Evaluating ourselves

Over the past two years, we have been back-entering historical grants outcomes of all our grants closed since 1 January 2010. This has involved reading evaluation reports, ringing grantees and coding outcomes from 1023 grants. The resultant learnings have led us to focus and narrow the Foundation’s funding guidelines to improve efficiency – and to focus our giving so it is more effective.
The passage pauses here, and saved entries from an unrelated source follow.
//! Restore of the persisted configuration after a failed migration.

use crate::config::{ConfigSnapshot, MetadataStore};
use crate::error::{MigrateError, MigrateResult};
use tracing::{info, warn};

/// Holds the pre-migration configuration and puts it back on request.
#[derive(Debug)]
pub struct RollbackManager {
    store: MetadataStore,
    captured: Option<ConfigSnapshot>,
}

impl RollbackManager {
    pub fn new(store: MetadataStore) -> Self {
        Self {
            store,
            captured: None,
        }
    }

    /// Capture the current bytes of `metadata.json` (or its absence).
    pub fn capture(&mut self) -> MigrateResult<()> {
        self.captured = Some(self.store.capture()?);
        Ok(())
    }

    pub fn is_captured(&self) -> bool {
        self.captured.is_some()
    }

    /// Restore the captured configuration byte-for-byte.
    ///
    /// Fails with `ROLLBACK_NOT_CAPTURED` if [`capture`](Self::capture)
    /// never ran.
    pub fn rollback(&self) -> MigrateResult<()> {
        let Some(snapshot) = &self.captured else {
            warn!("rollback requested without a captured configuration");
            return Err(MigrateError::rollback_not_captured());
        };
        self.store.restore(snapshot)?;
        info!(path = %self.store.path().display(), "configuration rolled back");
        Ok(())
    }
}
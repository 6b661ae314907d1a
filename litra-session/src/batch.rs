//! Bounded-concurrency batch translation
//!
//! `min(max_concurrency, queue length)` workers pop paragraph ids from one
//! shared queue until it is empty, so every paragraph is visited exactly once.
//! A failing paragraph is counted and the worker moves on.
//!
//! A batch only runs once confirmed: [`BatchPlan`] exists only for a non-empty
//! set and turns into a runnable [`ConfirmedBatch`] through [`BatchPlan::confirm`].

use futures::future::join_all;
use litra_common::models::ParagraphId;
use serde::{Deserialize, Serialize};
use std::collections::VecDeque;
use std::fmt::Display;
use std::future::Future;
use std::sync::atomic::{AtomicUsize, Ordering};
use tokio::sync::Mutex;
use tracing::{debug, info, warn};

/// Pending paragraphs proposed for a batch, awaiting confirmation
#[derive(Debug, Clone, PartialEq, Eq)]
pub struct BatchPlan {
    paragraph_ids: Vec<ParagraphId>,
}

impl BatchPlan {
    /// `None` when there is nothing to translate
    pub fn new(paragraph_ids: Vec<ParagraphId>) -> Option<Self> {
        if paragraph_ids.is_empty() {
            None
        } else {
            Some(Self { paragraph_ids })
        }
    }

    pub fn len(&self) -> usize {
        self.paragraph_ids.len()
    }

    pub fn is_empty(&self) -> bool {
        self.paragraph_ids.is_empty()
    }

    pub fn paragraph_ids(&self) -> &[ParagraphId] {
        &self.paragraph_ids
    }

    /// The user agreed to translate `len()` paragraphs
    pub fn confirm(self) -> ConfirmedBatch {
        ConfirmedBatch {
            paragraph_ids: self.paragraph_ids,
        }
    }
}

/// A batch the user confirmed
#[derive(Debug, Clone, PartialEq, Eq)]
pub struct ConfirmedBatch {
    paragraph_ids: Vec<ParagraphId>,
}

impl ConfirmedBatch {
    pub fn len(&self) -> usize {
        self.paragraph_ids.len()
    }

    pub fn is_empty(&self) -> bool {
        self.paragraph_ids.is_empty()
    }

    pub fn paragraph_ids(&self) -> &[ParagraphId] {
        &self.paragraph_ids
    }
}

#[derive(Debug, Clone, Default, PartialEq, Eq, Serialize, Deserialize)]
pub struct BatchFailure {
    pub paragraph_id: ParagraphId,
    pub message: String,
}

/// Aggregate outcome of a batch run
#[derive(Debug, Clone, Default, PartialEq, Eq, Serialize, Deserialize)]
pub struct BatchSummary {
    pub success_count: usize,
    pub failed_count: usize,
    pub failures: Vec<BatchFailure>,
}

impl BatchSummary {
    pub fn total(&self) -> usize {
        self.success_count + self.failed_count
    }
}

#[derive(Debug, Clone, Copy)]
pub struct BatchRunner {
    max_concurrency: usize,
}

impl Default for BatchRunner {
    fn default() -> Self {
        Self::new(5)
    }
}

impl BatchRunner {
    pub fn new(max_concurrency: usize) -> Self {
        Self {
            max_concurrency: max_concurrency.max(1),
        }
    }

    /// Number of workers used for `queue_len` paragraphs
    pub fn concurrency(&self, queue_len: usize) -> usize {
        self.max_concurrency.min(queue_len)
    }

    /// Run `work` once per paragraph of the batch
    ///
    /// Workers are futures polled together on the calling task.
    pub async fn run<F, Fut, E>(&self, batch: ConfirmedBatch, work: F) -> BatchSummary
    where
        F: Fn(ParagraphId) -> Fut,
        Fut: Future<Output = Result<(), E>>,
        E: Display,
    {
        let total = batch.len();
        let workers = self.concurrency(total);
        info!(total, workers, "Batch translation starting");

        let queue = Mutex::new(VecDeque::from(batch.paragraph_ids));
        let success_count = AtomicUsize::new(0);
        let failed_count = AtomicUsize::new(0);
        let failures = Mutex::new(Vec::new());

        let worker_futures = (0..workers).map(|worker| {
            let (queue, success_count, failed_count, failures, work) =
                (&queue, &success_count, &failed_count, &failures, &work);
            async move {
                loop {
                    let next = queue.lock().await.pop_front();
                    let Some(paragraph_id) = next else {
                        break;
                    };
                    debug!(worker, paragraph_id = %paragraph_id, "Batch worker picked paragraph");
                    match work(paragraph_id.clone()).await {
                        Ok(()) => {
                            success_count.fetch_add(1, Ordering::Relaxed);
                        }
                        Err(e) => {
                            warn!(
                                worker,
                                paragraph_id = %paragraph_id,
                                error = %e,
                                "Batch item failed"
                            );
                            failed_count.fetch_add(1, Ordering::Relaxed);
                            failures.lock().await.push(BatchFailure {
                                paragraph_id,
                                message: e.to_string(),
                            });
                        }
                    }
                }
            }
        });
        join_all(worker_futures).await;

        let summary = BatchSummary {
            success_count: success_count.load(Ordering::Relaxed),
            failed_count: failed_count.load(Ordering::Relaxed),
            failures: failures.into_inner(),
        };
        info!(
            success = summary.success_count,
            failed = summary.failed_count,
            "Batch translation finished"
        );
        summary
    }
}
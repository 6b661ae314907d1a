//! litra-session - command-line front end for a live translation session
//!
//! Opens a session on one chapter, runs a single operation and exits.
//! `watch` stays attached and prints session notices until Ctrl+C.

use std::path::PathBuf;
use std::sync::Mutex;

use anyhow::{Context, Result};
use clap::{Parser, Subcommand};
use litra_common::config::{CliOverrides, ConfigResolver, LoggingConfig};
use litra_common::events::SessionNotice;
use litra_session::session::TranslationMode;
use litra_session::{SessionContext, SessionController};
use tokio::signal;
use tokio::sync::broadcast::error::RecvError;
use tracing::{info, warn};
use tracing_subscriber::{layer::SubscriberExt, util::SubscriberInitExt, EnvFilter};

/// Command-line arguments for litra-session
#[derive(Parser, Debug)]
#[command(name = "litra-session")]
#[command(about = "Live translation session for one chapter")]
#[command(version)]
struct Args {
    /// Config file (TOML)
    #[arg(short, long, global = true)]
    config: Option<PathBuf>,

    /// Backend REST base URL
    #[arg(long, global = true)]
    backend_url: Option<String>,

    /// Realtime channel base URL
    #[arg(long, global = true)]
    channel_url: Option<String>,

    /// Disable the realtime channel
    #[arg(long, global = true)]
    no_realtime: bool,

    /// Log level (trace, debug, info, warn, error)
    #[arg(long, global = true)]
    log_level: Option<String>,

    /// Upper bound on concurrent batch workers
    #[arg(long, global = true)]
    max_concurrency: Option<usize>,

    /// Book id
    #[arg(long, env = "LITRA_BOOK_ID")]
    book: String,

    /// Chapter id
    #[arg(long, env = "LITRA_CHAPTER_ID")]
    chapter: String,

    #[command(subcommand)]
    command: Command,
}

#[derive(Subcommand, Debug)]
enum Command {
    /// Print every paragraph with its session status
    Status,
    /// Translate and approve every pending paragraph
    Batch {
        /// Skip the confirmation prompt
        #[arg(long)]
        yes: bool,
    },
    /// Print session notices until interrupted
    Watch,
    /// Translate one paragraph
    Translate {
        paragraph: String,
        /// Approve the result without review
        #[arg(long)]
        auto_approve: bool,
    },
    /// Glossary coverage of a paragraph's translation
    Coverage { paragraph: String },
}

impl Args {
    fn overrides(&self) -> CliOverrides {
        CliOverrides {
            config_file: self.config.clone(),
            backend_url: self.backend_url.clone(),
            channel_url: self.channel_url.clone(),
            no_realtime: self.no_realtime,
            log_level: self.log_level.clone(),
            max_concurrency: self.max_concurrency,
        }
    }
}

/// Stderr subscriber used only while the configuration is being resolved
fn bootstrap_subscriber(level: Option<&str>) -> impl tracing::Subscriber + Send + Sync {
    let filter = level
        .and_then(|l| EnvFilter::try_new(l).ok())
        .unwrap_or_else(|| EnvFilter::new("info"));
    tracing_subscriber::fmt()
        .with_env_filter(filter)
        .with_writer(std::io::stderr)
        .finish()
}

/// Install the global subscriber at the resolved level
fn init_tracing(logging: &LoggingConfig) -> Result<()> {
    let filter = EnvFilter::try_new(&logging.level).context("Invalid log level")?;

    match &logging.file {
        Some(path) => {
            let file = std::fs::OpenOptions::new()
                .create(true)
                .append(true)
                .open(path)
                .with_context(|| format!("Failed to open log file {}", path.display()))?;
            tracing_subscriber::registry()
                .with(filter)
                .with(
                    tracing_subscriber::fmt::layer()
                        .with_ansi(false)
                        .with_writer(Mutex::new(file)),
                )
                .init();
        }
        None => {
            tracing_subscriber::registry()
                .with(filter)
                .with(tracing_subscriber::fmt::layer().with_writer(std::io::stderr))
                .init();
        }
    }
    Ok(())
}

#[tokio::main]
async fn main() -> Result<()> {
    let args = Args::parse();

    let resolver = ConfigResolver::new(args.overrides());
    let bootstrap = bootstrap_subscriber(args.log_level.as_deref());
    let config = tracing::subscriber::with_default(bootstrap, || resolver.resolve())
        .context("Failed to resolve configuration")?;
    init_tracing(&config.logging)?;

    info!(
        "Starting litra-session v{} (backend {})",
        env!("CARGO_PKG_VERSION"),
        config.backend_url
    );

    let context = SessionContext::from_config(args.book.clone(), args.chapter.clone(), &config)
        .context("Failed to build session")?;
    let session = SessionController::start(context)
        .await
        .context("Failed to start session")?;

    let result = run(&session, args.command).await;
    session.shutdown().await;
    result
}

async fn run(session: &SessionController, command: Command) -> Result<()> {
    match command {
        Command::Status => {
            let snapshot = session.snapshot().await?;
            for view in &snapshot.paragraphs {
                let progress = view
                    .state
                    .progress
                    .as_ref()
                    .map(|p| format!(" {}%", p.progress))
                    .unwrap_or_default();
                println!(
                    "{:>4}  {:<12} {}{}",
                    view.paragraph.index,
                    view.state.status.to_string(),
                    view.paragraph.id,
                    progress
                );
            }
            println!(
                "{} paragraphs, {} pending, {} reviews resolved, channel {}",
                snapshot.paragraphs.len(),
                snapshot.pending_ids().len(),
                snapshot.resolved_reviews.len(),
                snapshot.connection_status()
            );
        }
        Command::Batch { yes } => {
            let Some(plan) = session.plan_batch().await? else {
                println!("Nothing pending");
                return Ok(());
            };
            if !yes && !confirm(&format!("Translate {} pending paragraphs?", plan.len()))? {
                println!("Cancelled");
                return Ok(());
            }
            let summary = session.run_batch(plan.confirm()).await?;
            println!("{} translated, {} failed", summary.success_count, summary.failed_count);
            for failure in &summary.failures {
                println!("  {}: {}", failure.paragraph_id, failure.message);
            }
        }
        Command::Watch => watch(session).await?,
        Command::Translate {
            paragraph,
            auto_approve,
        } => {
            let mode = if auto_approve {
                TranslationMode::AutoApprove
            } else {
                TranslationMode::ManualReview
            };
            let outcome = session.translate(&paragraph, mode).await?;
            println!("{}", outcome.translation);
            if let Some(analysis) = &outcome.analysis {
                println!("{}", serde_json::to_string_pretty(analysis)?);
            }
        }
        Command::Coverage { paragraph } => {
            let report = session.coverage(&paragraph).await?;
            println!("{}/{} glossary terms applied", report.applied, report.total);
            if report.is_complete() {
                println!("  every matched term is reflected in the translation");
            }
            for term in &report.missing_terms {
                println!("  missing: {} → {}", term.source_term, term.target_term);
            }
        }
    }
    Ok(())
}

async fn watch(session: &SessionController) -> Result<()> {
    let mut notices = session.notices();
    info!(status = %session.connection_status(), "Watching session notices");
    loop {
        tokio::select! {
            _ = signal::ctrl_c() => break,
            received = notices.recv() => match received {
                Ok(notice) => print_notice(&notice)?,
                Err(RecvError::Lagged(skipped)) => warn!(skipped, "Notice printer lagged"),
                Err(RecvError::Closed) => break,
            },
        }
    }
    Ok(())
}

fn print_notice(notice: &SessionNotice) -> Result<()> {
    println!("{}", serde_json::to_string(notice)?);
    Ok(())
}

fn confirm(question: &str) -> Result<bool> {
    use std::io::{BufRead, Write};

    print!("{} [y/N] ", question);
    std::io::stdout().flush()?;
    let mut answer = String::new();
    std::io::stdin().lock().read_line(&mut answer)?;
    Ok(matches!(answer.trim(), "y" | "Y" | "yes"))
}
//! Per-paragraph status reducer
//!
//! Tracks the session-local status of every paragraph:
//!
//! ```text
//!   pending ──start──▶ translating ──await review──▶ review ──approved──▶ approved
//!                        │   ▲  │                       │
//!                        │   └──┘ progress              │
//!                        ├────────────approved──────────┼──────────────▶ approved
//!                        └──failed──▶ error ◀──failed───┘
//!                                      │
//!                                      └──retry──▶ translating
//! ```
//!
//! Editing the source text of a translated paragraph resets it to pending.
//!
//! The reducer is pure: it never talks to the backend. Callers persist first
//! and only then apply [`StatusAction::Approved`], so a paragraph is never shown
//! approved before the save succeeded.

use crate::error::{SessionError, SessionResult};
use litra_common::models::{ParagraphId, ParagraphStatus};
use serde::{Deserialize, Serialize};
use std::collections::HashMap;
use tracing::debug;

/// Session-local paragraph status
#[derive(Debug, Clone, Copy, PartialEq, Eq, Hash, Serialize, Deserialize)]
#[serde(rename_all = "lowercase")]
pub enum UiStatus {
    Pending,
    Translating,
    Review,
    Approved,
    Error,
}

impl UiStatus {
    pub fn as_str(&self) -> &'static str {
        match self {
            UiStatus::Pending => "pending",
            UiStatus::Translating => "translating",
            UiStatus::Review => "review",
            UiStatus::Approved => "approved",
            UiStatus::Error => "error",
        }
    }

    /// Initial session status for a freshly loaded paragraph
    pub fn from_persisted(status: ParagraphStatus) -> Self {
        match status {
            ParagraphStatus::Pending => UiStatus::Pending,
            // Stored but not approved: waiting for a human
            ParagraphStatus::Translated => UiStatus::Review,
            ParagraphStatus::Approved => UiStatus::Approved,
        }
    }

    /// Statuses owned by in-flight session work; a refresh must not overwrite them
    pub fn is_session_local(&self) -> bool {
        matches!(self, UiStatus::Translating | UiStatus::Error)
    }
}

impl std::fmt::Display for UiStatus {
    fn fmt(&self, f: &mut std::fmt::Formatter<'_>) -> std::fmt::Result {
        f.write_str(self.as_str())
    }
}

/// Persisted status implied by a session status
///
/// Returns `None` for `error`, which has no persisted equivalent.
pub fn persisted_projection(status: UiStatus, has_translation: bool) -> Option<ParagraphStatus> {
    match status {
        UiStatus::Pending => Some(ParagraphStatus::Pending),
        UiStatus::Translating | UiStatus::Review => Some(if has_translation {
            ParagraphStatus::Translated
        } else {
            ParagraphStatus::Pending
        }),
        UiStatus::Approved => Some(ParagraphStatus::Approved),
        UiStatus::Error => None,
    }
}

/// Ephemeral translation progress of one paragraph
#[derive(Debug, Clone, Default, PartialEq, Serialize, Deserialize)]
pub struct TranslationProgress {
    /// 0–100
    pub progress: u8,
    pub current_agent: Option<String>,
    pub message: Option<String>,
    pub error: Option<String>,
}

/// Where a translation start came from
#[derive(Debug, Clone, Copy, PartialEq, Eq)]
pub enum StartOrigin {
    /// User pressed translate (or a batch worker picked the paragraph)
    Local,
    /// User retried a failed paragraph
    Retry,
    /// Backend announced it started
    Remote,
}

/// Input to the reducer
#[derive(Debug, Clone, PartialEq)]
pub enum StatusAction {
    Start {
        paragraph_id: ParagraphId,
        origin: StartOrigin,
    },
    Progress {
        paragraph_id: ParagraphId,
        /// Percent; out-of-range values are clamped
        progress: Option<f64>,
        current_agent: Option<String>,
        message: Option<String>,
    },
    AwaitReview {
        paragraph_id: ParagraphId,
    },
    /// Applied only after the approved translation was persisted
    Approved {
        paragraph_id: ParagraphId,
    },
    Failed {
        paragraph_id: ParagraphId,
        message: String,
    },
    SourceEdited {
        paragraph_id: ParagraphId,
        had_translation: bool,
    },
}

impl StatusAction {
    pub fn paragraph_id(&self) -> &ParagraphId {
        match self {
            StatusAction::Start { paragraph_id, .. }
            | StatusAction::Progress { paragraph_id, .. }
            | StatusAction::AwaitReview { paragraph_id }
            | StatusAction::Approved { paragraph_id }
            | StatusAction::Failed { paragraph_id, .. }
            | StatusAction::SourceEdited { paragraph_id, .. } => paragraph_id,
        }
    }

    fn verb(&self) -> &'static str {
        match self {
            StatusAction::Start {
                origin: StartOrigin::Retry,
                ..
            } => "retry",
            StatusAction::Start { .. } => "translate",
            StatusAction::Progress { .. } => "update progress of",
            StatusAction::AwaitReview { .. } => "send to review",
            StatusAction::Approved { .. } => "approve",
            StatusAction::Failed { .. } => "fail",
            StatusAction::SourceEdited { .. } => "edit",
        }
    }
}

/// Outcome of applying an action
#[derive(Debug, Clone, PartialEq)]
pub enum Transition {
    Changed { from: UiStatus, to: UiStatus },
    /// Status unchanged, progress fields updated
    Updated,
    /// Stale or irrelevant remote input, dropped
    Ignored,
}

/// Session status and progress of one paragraph
#[derive(Debug, Clone, PartialEq, Serialize, Deserialize)]
pub struct ParagraphState {
    pub status: UiStatus,
    pub progress: Option<TranslationProgress>,
}

impl Default for ParagraphState {
    fn default() -> Self {
        Self {
            status: UiStatus::Pending,
            progress: None,
        }
    }
}

/// Status map keyed by paragraph id
#[derive(Debug, Clone, Default)]
pub struct StatusBoard {
    states: HashMap<ParagraphId, ParagraphState>,
}

impl StatusBoard {
    pub fn new() -> Self {
        Self::default()
    }

    /// Current status (paragraphs never seen are pending)
    pub fn status(&self, paragraph_id: &str) -> UiStatus {
        self.states
            .get(paragraph_id)
            .map(|s| s.status)
            .unwrap_or(UiStatus::Pending)
    }

    pub fn state(&self, paragraph_id: &str) -> Option<&ParagraphState> {
        self.states.get(paragraph_id)
    }

    pub fn progress(&self, paragraph_id: &str) -> Option<&TranslationProgress> {
        self.states.get(paragraph_id).and_then(|s| s.progress.as_ref())
    }

    /// Seed a status from persisted data, keeping in-flight session statuses
    pub fn seed(&mut self, paragraph_id: &str, persisted: ParagraphStatus) {
        let entry = self.states.entry(paragraph_id.to_string()).or_default();
        if entry.status.is_session_local() {
            return;
        }
        entry.status = UiStatus::from_persisted(persisted);
        entry.progress = None;
    }

    /// Forget paragraphs that no longer exist
    pub fn retain(&mut self, mut keep: impl FnMut(&str) -> bool) {
        self.states.retain(|id, _| keep(id));
    }

    /// Apply one action
    ///
    /// Local actions that don't fit the current status are rejected with
    /// [`SessionError::InvalidTransition`]; remote progress that arrives for a
    /// paragraph that is no longer translating is ignored.
    pub fn apply(&mut self, action: StatusAction) -> SessionResult<Transition> {
        let paragraph_id = action.paragraph_id().clone();
        let current = self.status(&paragraph_id);

        let transition = match (&action, current) {
            (
                StatusAction::Start {
                    origin: StartOrigin::Remote,
                    ..
                },
                _,
            ) => {
                let progress = Some(TranslationProgress::default());
                self.enter(&paragraph_id, UiStatus::Translating, progress)
            }

            (StatusAction::Start { origin: StartOrigin::Retry, .. }, UiStatus::Error)
            | (
                StatusAction::Start {
                    origin: StartOrigin::Local,
                    ..
                },
                UiStatus::Pending | UiStatus::Review | UiStatus::Approved | UiStatus::Error,
            ) => {
                let progress = Some(TranslationProgress::default());
                self.enter(&paragraph_id, UiStatus::Translating, progress)
            }

            (
                StatusAction::Progress {
                    progress,
                    current_agent,
                    message,
                    ..
                },
                UiStatus::Translating | UiStatus::Pending,
            ) => {
                let percent = match progress {
                    Some(_) => clamp_percent(*progress),
                    // Message-only updates keep the last known percentage
                    None => self.progress(&paragraph_id).map(|p| p.progress).unwrap_or(0),
                };
                let snapshot = TranslationProgress {
                    progress: percent,
                    current_agent: current_agent.clone(),
                    message: message.clone(),
                    error: None,
                };
                if current == UiStatus::Pending {
                    // "started" was missed; progress implies the work is running
                    self.enter(&paragraph_id, UiStatus::Translating, Some(snapshot))
                } else {
                    let entry = self.states.entry(paragraph_id.clone()).or_default();
                    entry.progress = Some(snapshot);
                    Transition::Updated
                }
            }
            (StatusAction::Progress { .. }, _) => {
                debug!(
                    paragraph_id = %paragraph_id,
                    status = %current,
                    "Dropping progress for settled paragraph"
                );
                Transition::Ignored
            }

            (
                StatusAction::AwaitReview { .. },
                UiStatus::Translating | UiStatus::Pending | UiStatus::Review,
            ) => {
                self.enter(&paragraph_id, UiStatus::Review, None)
            }

            (
                StatusAction::Approved { .. },
                UiStatus::Translating | UiStatus::Review | UiStatus::Approved,
            ) => {
                self.enter(&paragraph_id, UiStatus::Approved, None)
            }

            (StatusAction::Failed { message, .. }, UiStatus::Translating | UiStatus::Review) => {
                let progress = TranslationProgress {
                    error: Some(message.clone()),
                    ..Default::default()
                };
                self.enter(&paragraph_id, UiStatus::Error, Some(progress))
            }

            (StatusAction::SourceEdited { had_translation, .. }, status)
                if status != UiStatus::Translating =>
            {
                if status != UiStatus::Pending && (*had_translation || status == UiStatus::Error) {
                    self.enter(&paragraph_id, UiStatus::Pending, None)
                } else {
                    Transition::Ignored
                }
            }

            (action, from) => {
                return Err(SessionError::InvalidTransition {
                    paragraph_id,
                    from,
                    action: action.verb(),
                });
            }
        };

        Ok(transition)
    }

    fn enter(
        &mut self,
        paragraph_id: &str,
        to: UiStatus,
        progress: Option<TranslationProgress>,
    ) -> Transition {
        let entry = self.states.entry(paragraph_id.to_string()).or_default();
        let from = entry.status;
        entry.status = to;
        entry.progress = progress;
        debug!(paragraph_id = %paragraph_id, %from, %to, "Paragraph status transition");
        Transition::Changed { from, to }
    }
}

fn clamp_percent(progress: Option<f64>) -> u8 {
    match progress {
        Some(p) if p.is_finite() => p.round().clamp(0.0, 100.0) as u8,
        _ => 0,
    }
}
To date, the Foundation has refined guidelines for seven of our nine program areas, and the results have been rewarding — fewer declined applications and higher quality proposals. For example, we narrowed our Science guidelines to encourage more fellowships after an analysis of types of support (infrastructure, capacity building, project funding) revealed that fellowships had particularly strong outputs and outcomes. Similarly, we narrowed our Disability guidelines to focus on employment once we saw that employment-related grants had stronger outcomes than those focusing on mobility aids. In Medical Research, we used our database to graph the percentage of the total projects funded by the Foundation against achievement of outputs/outcomes. The results were clear: more collaboration equals stronger outputs and outcomes. Our Medical Research guidelines now encourage applicants to have collaborative partners. Across all areas, we saw stronger outcomes in larger (>$100,000) multi-year grants. As a result of this evaluative review process, the Foundation is transitioning to funding objectives that will build on past successes to ensure consistent, effective, strategic philanthropy across program areas.

We also use grants outcomes information to influence future interaction with grantees. For instance, we analysed the location of all our projects using Tableau Public and the results showed that our environment funding in Victoria and Western Australia was higher than our efforts in the Northern Territory. The Board has since sent our Environment & Conservation Program Manager on a scoping trip to Darwin to meet with NT-based organisations.

We have also created a six-month telephone check-in system for all grants to pick up potential issues earlier and assist grantees to thrive. Where we noticed inconsistent reporting, we have re-worded our application, final reports and progress reports to be clear about the information (such as KPIs) that we aim to gather from grantees.

On a final note, The Ian Potter Foundation aims to promote impact measurement across the philanthropic sector by sharing our methods (and our learnings!). To this end, we have convened the Philanthropy Evaluation and Data Analytics meetings (now a Philanthropy Australia funders’ group), held masterclasses (for Philanthropy Australia and Australian Philanthropic Services) spoken at conferences (Generosity Forum), written articles (Generosity, Alliance), held individual ‘tutoring’ sessions with other funders (n=6), and hosted a Victorian-based government–funder roundtable on outcomes measurement.

Time will tell the value of all our initiatives as we start to see the long-term outcomes – ultimately that is how we intend to hold ourselves accountable!